WHAT THE TASK ASKS: Find how many lines in the data below include the word "ReferrerCount", then write only that number.

Top of GIVEN RECORDS

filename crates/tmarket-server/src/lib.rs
pub mod app;
pub mod auth;
pub mod error;
pub mod routes;
pub mod state;
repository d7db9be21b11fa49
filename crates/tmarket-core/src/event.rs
use chrono::{DateTime, Utc};
use serde::{Deserialize, Serialize};

/// The payload the client tracker sends to POST /api/analytics/track.
///
/// Every field is optional on the wire; the recorder normalises absent
/// fields to safe defaults before anything is persisted. `ip` is never
/// trusted from the body — the HTTP layer overwrites it from connection
/// headers before handing the payload to the recorder.
#[derive(Debug, Clone, Default, Deserialize)]
#[serde(rename_all = "camelCase", default)]
pub struct PageViewInput {
    pub path: Option<String>,
    pub user_agent: Option<String>,
    pub referrer: Option<String>,
    pub ip: Option<String>,
    pub timestamp: Option<DateTime<Utc>>,
    pub session_id: Option<String>,
    pub user_id: Option<String>,
}

/// The enriched, stored version of a page view — written once under
/// `pageview:{id}` and never updated. The reporter does not read these;
/// they exist for audit and debugging only.
#[derive(Debug, Clone, PartialEq, Serialize, Deserialize)]
#[serde(rename_all = "camelCase")]
pub struct PageView {
    pub id: String,
    pub path: String,
    pub user_agent: String,
    /// Raw client IP as extracted by the HTTP layer, or `"unknown"`.
    pub ip: String,
    /// Resolved at write time from `ip`; never re-resolved.
    pub country: String,
    pub referrer: String,
    pub timestamp: DateTime<Utc>,
    /// Caller-supplied pseudo-identifier used for uniqueness counting.
    pub session_id: String,
    /// Empty unless the visitor was authenticated.
    pub user_id: String,
}

impl PageView {
    /// Build the stored record from a raw input, applying the normalisation
    /// defaults: `path` → `"/"` (also when sent as an empty string), string
    /// fields → `""`, `ip` → `"unknown"`, `timestamp` → `now`.
    pub fn from_input(
        input: PageViewInput,
        id: String,
        country: String,
        now: DateTime<Utc>,
    ) -> Self {
        Self {
            id,
            path: input
                .path
                .filter(|p| !p.is_empty())
                .unwrap_or_else(|| "/".to_string()),
            user_agent: input.user_agent.unwrap_or_default(),
            ip: input
                .ip
                .filter(|ip| !ip.is_empty())
                .unwrap_or_else(|| "unknown".to_string()),
            country,
            referrer: input.referrer.unwrap_or_default(),
            timestamp: input.timestamp.unwrap_or(now),
            session_id: input.session_id.unwrap_or_default(),
            user_id: input.user_id.unwrap_or_default(),
        }
    }

    /// The UTC calendar day this view belongs to. Drives every rollup key.
    pub fn day(&self) -> chrono::NaiveDate {
        self.timestamp.date_naive()
    }

    /// Flatten into string pairs for hash-field storage.
    pub fn to_fields(&self) -> Vec<(String, String)> {
        vec![
            ("id".to_string(), self.id.clone()),
            ("path".to_string(), self.path.clone()),
            ("userAgent".to_string(), self.user_agent.clone()),
            ("ip".to_string(), self.ip.clone()),
            ("country".to_string(), self.country.clone()),
            ("referrer".to_string(), self.referrer.clone()),
            ("timestamp".to_string(), self.timestamp.to_rfc3339()),
            ("sessionId".to_string(), self.session_id.clone()),
            ("userId".to_string(), self.user_id.clone()),
        ]
    }
}

#[cfg(test)]
mod tests {
    use super::*;

    fn now() -> DateTime<Utc> {
        "2024-03-10T12:00:00Z".parse().unwrap()
    }

    #[test]
    fn defaults_applied_for_empty_input() {
        let view = PageView::from_input(
            PageViewInput::default(),
            "1_abc".to_string(),
            "Unknown".to_string(),
            now(),
        );
        assert_eq!(view.path, "/");
        assert_eq!(view.user_agent, "");
        assert_eq!(view.ip, "unknown");
        assert_eq!(view.referrer, "");
        assert_eq!(view.session_id, "");
        assert_eq!(view.user_id, "");
        assert_eq!(view.timestamp, now());
    }

    #[test]
    fn empty_path_normalised_to_root() {
        let input = PageViewInput {
            path: Some(String::new()),
            ..Default::default()
        };
        let view = PageView::from_input(input, "1_abc".into(), "Unknown".into(), now());
        assert_eq!(view.path, "/");
    }

    #[test]
    fn caller_timestamp_wins_over_wall_clock() {
        let supplied: DateTime<Utc> = "2024-01-01T23:59:59Z".parse().unwrap();
        let input = PageViewInput {
            timestamp: Some(supplied),
            ..Default::default()
        };
        let view = PageView::from_input(input, "1_abc".into(), "Unknown".into(), now());
        assert_eq!(view.timestamp, supplied);
        assert_eq!(view.day().to_string(), "2024-01-01");
    }
}
//! Event Recorder: the write side of the analytics engine.

use std::sync::Arc;

use chrono::Utc;
use rand::{distributions::Alphanumeric, Rng};
use tracing::{debug, warn};

use tmarket_core::{
    event::{PageView, PageViewInput},
    geo::{CountryResolver, UNKNOWN_COUNTRY},
    ip::is_private_or_local,
    store::KvStore,
};

use crate::keys;

/// Records one page view per call: enriches it with a country, persists the
/// raw record, and applies the five per-day rollup updates.
pub struct EventRecorder {
    store: Arc<dyn KvStore>,
    resolver: Arc<dyn CountryResolver>,
}

impl EventRecorder {
    pub fn new(store: Arc<dyn KvStore>, resolver: Arc<dyn CountryResolver>) -> Self {
        Self { store, resolver }
    }

    /// Record a page view. Never fails: analytics must not break the
    /// request that triggered it, so every internal error is logged and
    /// swallowed. A store failure mid-sequence leaves the event partially
    /// recorded — accepted best-effort behaviour, the rollup counters that
    /// did land are still individually correct.
    pub async fn record(&self, input: PageViewInput) {
        match self.try_record(input).await {
            Ok(id) => debug!(event_id = %id, "page view recorded"),
            Err(e) => warn!(error = %e, "page view dropped"),
        }
    }

    async fn try_record(&self, input: PageViewInput) -> anyhow::Result<String> {
        let id = new_event_id();
        let now = Utc::now();

        // Resolve country before normalisation so the raw (possibly absent)
        // IP decides the short-circuit, not the "unknown" default.
        let ip = input.ip.clone().unwrap_or_default();
        let country = if is_private_or_local(&ip) {
            UNKNOWN_COUNTRY.to_string()
        } else {
            self.resolver.resolve_country(&ip).await
        };

        let view = PageView::from_input(input, id, country, now);

        // Raw record + audit index. Not read by the reporter.
        self.store
            .hash_set(&keys::raw_event(&view.id), &view.to_fields())
            .await?;
        self.store.set_add(keys::RAW_INDEX, &view.id).await?;

        let date = view.day();

        self.store
            .hash_incr(&keys::daily_views(date), &view.path, 1)
            .await?;
        self.store
            .hash_incr(&keys::daily_total(date), keys::TOTAL_FIELD, 1)
            .await?;
        // Set semantics: a session seen twice the same day stays one visitor.
        self.store
            .set_add(&keys::unique_visitors(date), &view.session_id)
            .await?;
        if !view.referrer.trim().is_empty() {
            self.store
                .hash_incr(&keys::referrers(date), &view.referrer, 1)
                .await?;
        }
        self.store
            .hash_incr(&keys::countries(date), &view.country, 1)
            .await?;

        Ok(view.id)
    }
}

/// Millisecond timestamp plus a 9-character random suffix. Collisions are
/// practically impossible at storefront traffic volumes.
fn new_event_id() -> String {
    let suffix: String = rand::thread_rng()
        .sample_iter(&Alphanumeric)
        .take(9)
        .map(char::from)
        .collect();
    format!("{}_{}", Utc::now().timestamp_millis(), suffix)
}
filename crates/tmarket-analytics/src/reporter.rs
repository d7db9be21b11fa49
//! Analytics Reporter: the read side of the analytics engine.
//!
//! Stateless and idempotent — every call re-scans the rollup keys for the
//! requested window; there is no caching layer.

use std::collections::HashMap;
use std::sync::Arc;

use chrono::{Duration, NaiveDate, Utc};
use tracing::warn;

use tmarket_core::{
    analytics::{
        AnalyticsSummary, CountryCount, DailyCount, PageCount, ReferrerCount, TOP_LIMIT,
    },
    store::KvStore,
};

use crate::{keys, value};

/// Counter accumulator that remembers first-encounter order, so the stable
/// descending sort in [`top`](Self::top) breaks ties by insertion order.
#[derive(Default)]
struct OrderedTally {
    entries: Vec<(String, i64)>,
    index: HashMap<String, usize>,
}

impl OrderedTally {
    fn add(&mut self, name: &str, count: i64) {
        match self.index.get(name) {
            Some(&i) => self.entries[i].1 += count,
            None => {
                self.index.insert(name.to_string(), self.entries.len());
                self.entries.push((name.to_string(), count));
            }
        }
    }

    fn total(&self) -> i64 {
        self.entries.iter().map(|(_, n)| n).sum()
    }

    /// Descending by count, ties in first-encounter order, truncated.
    fn top(mut self, limit: usize) -> Vec<(String, i64)> {
        // sort_by is stable, which is what preserves insertion order on ties.
        self.entries.sort_by(|a, b| b.1.cmp(&a.1));
        self.entries.truncate(limit);
        self.entries
    }
}

/// Reads the per-day rollups for a trailing window and merges them into an
/// [`AnalyticsSummary`].
pub struct AnalyticsReporter {
    store: Arc<dyn KvStore>,
}

impl AnalyticsReporter {
    pub fn new(store: Arc<dyn KvStore>) -> Self {
        Self { store }
    }

    /// Summary over the trailing `days` calendar days ending today (UTC).
    /// Never fails: a completely unreachable store degrades to the all-zero
    /// default summary rather than surfacing an error to the dashboard.
    pub async fn summary(&self, days: u32) -> AnalyticsSummary {
        self.summary_ending(days, Utc::now().date_naive()).await
    }

    /// Same as [`summary`](Self::summary) with an explicit window end,
    /// so tests and backfills are not tied to the wall clock.
    pub async fn summary_ending(&self, days: u32, end_date: NaiveDate) -> AnalyticsSummary {
        let days = days.max(1);
        let start_date = end_date - Duration::days(i64::from(days) - 1);

        let mut total_page_views = 0i64;
        let mut unique_visitors = 0i64;
        let mut daily_views = Vec::with_capacity(days as usize);
        let mut pages = OrderedTally::default();
        let mut referrers = OrderedTally::default();
        let mut countries = OrderedTally::default();

        let mut date = start_date;
        while date <= end_date {
            // Each fetch fails independently and degrades to "no data for
            // that key" — a partial report beats no report.
            let total_key = keys::daily_total(date);
            let views = value::coerce_count(
                self.fetch(date, "daily total", || {
                    self.store.hash_get(&total_key, keys::TOTAL_FIELD)
                })
                .await
                .flatten(),
            );
            total_page_views += views;
            // Zero-fill: every day in the window appears, with or without data.
            daily_views.push(DailyCount {
                date: date.to_string(),
                views,
            });

            let visitors_key = keys::unique_visitors(date);
            if let Some(sessions) = self
                .fetch(date, "unique visitors", || {
                    self.store.set_members(&visitors_key)
                })
                .await
            {
                // Per-day cardinality, summed — deliberately not a global
                // distinct count across the window.
                unique_visitors += sessions.len() as i64;
            }

            for (tally, label, key) in [
                (&mut pages, "daily views", keys::daily_views(date)),
                (&mut referrers, "referrers", keys::referrers(date)),
                (&mut countries, "countries", keys::countries(date)),
            ] {
                if let Some(raw) = self
                    .fetch(date, label, || self.store.hash_get_all(&key))
                    .await
                {
                    for (name, count) in value::coerce_counts(raw) {
                        tally.add(&name, count);
                    }
                }
            }

            date += Duration::days(1);
        }

        // Percentage base is the sum over all countries, not just the top 10.
        let total_country_views = countries.total();

        AnalyticsSummary {
            total_page_views,
            unique_visitors,
            top_pages: pages
                .top(TOP_LIMIT)
                .into_iter()
                .map(|(path, views)| PageCount { path, views })
                .collect(),
            daily_views,
            referrers: referrers
                .top(TOP_LIMIT)
                .into_iter()
                .map(|(source, views)| ReferrerCount { source, views })
                .collect(),
            countries: countries
                .top(TOP_LIMIT)
                .into_iter()
                .map(|(country, views)| CountryCount {
                    country,
                    views,
                    percentage: percentage(views, total_country_views),
                })
                .collect(),
        }
    }

    /// Run one store fetch, logging and discarding any failure.
    async fn fetch<T, F, Fut>(&self, date: NaiveDate, what: &str, op: F) -> Option<T>
    where
        F: FnOnce() -> Fut,
        Fut: std::future::Future<Output = anyhow::Result<T>>,
    {
        match op().await {
            Ok(v) => Some(v),
            Err(e) => {
                warn!(date = %date, error = %e, "skipping {what} fetch");
                None
            }
        }
    }
}

/// `round(views * 100 / total)`, half-up; 0 when there is no data at all.
fn percentage(views: i64, total: i64) -> i64 {
    if total <= 0 {
        return 0;
    }
    ((views as f64) * 100.0 / (total as f64)).round() as i64
}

Bottom of GIVEN RECORDS

WRITTEN REPLY: 2